4. Training for Muscle Mass Building

Training provides the stimulus for muscle growth whilst your diet provides the building materials for this muscle growth. Both are needed, neglect one and progress will stop dead in its tracts. No amount of weight gain supplements will build big muscles on a body that is insufficiently stimulated by the right sort of exercise program.

In its most basic form, the training required to generate muscle growth is progressive resistance training. Resistance training as you know is putting you muscle under stress by providing a resistance to the muscle contraction, or in its most popular form, good old weight training.

When picking exercises for mass gain keep big basic lifts as the core of your workout. That means squats, deadlifts, bench press, shoulder press, weighted chins and de-emphasize small isolation exercises where the potential to progress is limited.

However, progressive is the part most people struggle with. Progressive training occurs when you put more stress on a muscle at your current training session than you did in your previous one. This is usually called 'Progressive Overload' Here are a few ways you can achieve progressive overload:

  • Increase the weight at each workout, whilst keeping the reps and sets constant.
  • Increase the reps performed in each set, whilst keeping the sets and weight constant.
  • Increase the number of sets performed whilst keeping the rep count and the weight used constant.
  • Decrease rest time between sets, but keeping sets, reps and weights constant.
  • A combination of some or all of the above.
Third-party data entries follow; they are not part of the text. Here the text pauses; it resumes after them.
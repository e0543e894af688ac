//! Проверки форм до обращения к сети.
//!
//! Ошибка — короткая строка для пользователя; некорректный ввод никогда
//! не уходит на сервер.

use thiserror::Error;

/// Максимальная длина комментария в символах.
pub const MAX_COMMENT_LEN: usize = 2000;

/// Минимальная длина логина.
pub const MIN_USERNAME_LEN: usize = 3;

/// Минимальная длина пароля.
pub const MIN_PASSWORD_LEN: usize = 6;

#[derive(Debug, Clone, Error, PartialEq, Eq)]
/// Ошибка пользовательской операции; текст показывается как есть.
pub enum FormError {
    /// Строка не похожа на ссылку `http://`/`https://`.
    #[error("Введите корректную ссылку")]
    InvalidUrl,

    /// Комментарий пуст после обрезки пробелов.
    #[error("Введите текст комментария")]
    EmptyComment,

    /// Комментарий длиннее допустимого.
    #[error("Комментарий слишком длинный")]
    CommentTooLong,

    /// Логин или пароль короче допустимого.
    #[error("Проверьте логин и пароль")]
    BadCredentials,

    /// Операция требует входа в учётную запись.
    #[error("Необходимо войти")]
    LoginRequired,

    /// Сервер отклонил вход или регистрацию.
    #[error("Ошибка авторизации")]
    AuthFailed,

    /// Сервер не смог распознать ссылку.
    #[error("Не удалось распознать объявление")]
    ResolveFailed,

    /// Комментарий не отправился или список не обновился.
    #[error("Не удалось отправить комментарий")]
    CommentFailed,
}

/// Проверяет вставленную ссылку: `http://` или `https://` без учёта
/// регистра и непустой остаток. Возвращает обрезанную строку.
pub fn resolve_url(raw: &str) -> Result<&str, FormError> {
    let url = raw.trim();
    let lower = url.to_lowercase();
    let rest = lower
        .strip_prefix("http://")
        .or_else(|| lower.strip_prefix("https://"));
    match rest {
        Some(rest) if !rest.is_empty() => Ok(url),
        _ => Err(FormError::InvalidUrl),
    }
}

/// Проверяет текст комментария: непустой после обрезки и не длиннее
/// [`MAX_COMMENT_LEN`] символов. Возвращает обрезанный текст.
pub fn comment_text(raw: &str) -> Result<&str, FormError> {
    let text = raw.trim();
    if text.is_empty() {
        return Err(FormError::EmptyComment);
    }
    if text.chars().count() > MAX_COMMENT_LEN {
        return Err(FormError::CommentTooLong);
    }
    Ok(text)
}

/// Проверяет пару логин/пароль по минимальным длинам.
/// Возвращает обрезанные значения — на сервер уходят именно они.
pub fn credentials<'a>(
    username: &'a str,
    password: &'a str,
) -> Result<(&'a str, &'a str), FormError> {
    let username = username.trim();
    let password = password.trim();
    if username.chars().count() < MIN_USERNAME_LEN || password.chars().count() < MIN_PASSWORD_LEN {
        return Err(FormError::BadCredentials);
    }
    Ok((username, password))
}

#[cfg(test)]
mod tests {
    use super::*;

    #[test]
    fn resolve_url_accepts_http_and_https_in_any_case() {
        assert_eq!(
            resolve_url("https://www.avito.ru/item/1"),
            Ok("https://www.avito.ru/item/1")
        );
        assert_eq!(resolve_url("HTTP://example.com"), Ok("HTTP://example.com"));
        assert_eq!(
            resolve_url("  https://example.com  "),
            Ok("https://example.com")
        );
    }

    #[test]
    fn resolve_url_rejects_other_schemes_and_bare_prefix() {
        assert_eq!(resolve_url("ftp://example.com"), Err(FormError::InvalidUrl));
        assert_eq!(resolve_url("avito.ru/item/1"), Err(FormError::InvalidUrl));
        assert_eq!(resolve_url("https://"), Err(FormError::InvalidUrl));
        assert_eq!(resolve_url(""), Err(FormError::InvalidUrl));
    }

    #[test]
    fn comment_text_trims_and_checks_length() {
        assert_eq!(comment_text("  привет  "), Ok("привет"));
        assert_eq!(comment_text("   "), Err(FormError::EmptyComment));

        let exact = "я".repeat(MAX_COMMENT_LEN);
        assert_eq!(comment_text(&exact), Ok(exact.as_str()));

        let long = "я".repeat(MAX_COMMENT_LEN + 1);
        assert_eq!(comment_text(&long), Err(FormError::CommentTooLong));
    }

    #[test]
    fn credentials_enforce_minimum_lengths() {
        assert_eq!(credentials("ab", "password"), Err(FormError::BadCredentials));
        assert_eq!(credentials("user", "12345"), Err(FormError::BadCredentials));
        assert_eq!(credentials(" user ", " 123456 "), Ok(("user", "123456")));
    }
}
The simplest option for your general gym user, and the one I've always personally used, is the first, that is to increase the weight at each workout whilst keeping everything else as constant between workouts as possible.

To achieve this increase in weights at each workout you need to focus on 2 key points:

  • Increase the weight the smallest possible amount. Use micro weights or magnetic add on weights which are available is weights of 100g steps. I've even used washers from hardware stores.
  • Keep the set count low enough so that you can focus on getting stronger. Its hard to focus on using more weight at each workout if you're doing 10 sets of bench press. Much easier if you do a couple of warm up sets and then 1-3 all out sets.

Conclusion

So there you have it! buying a high quality weight gain powder like Applied Nutrition Critical Mass is just the first step in gaining muscle mass, but by following these 4 simple steps, and bearing in mind where you can or mustn't break these steps, you should be able to make rapid, consistent gains in muscle size and strength.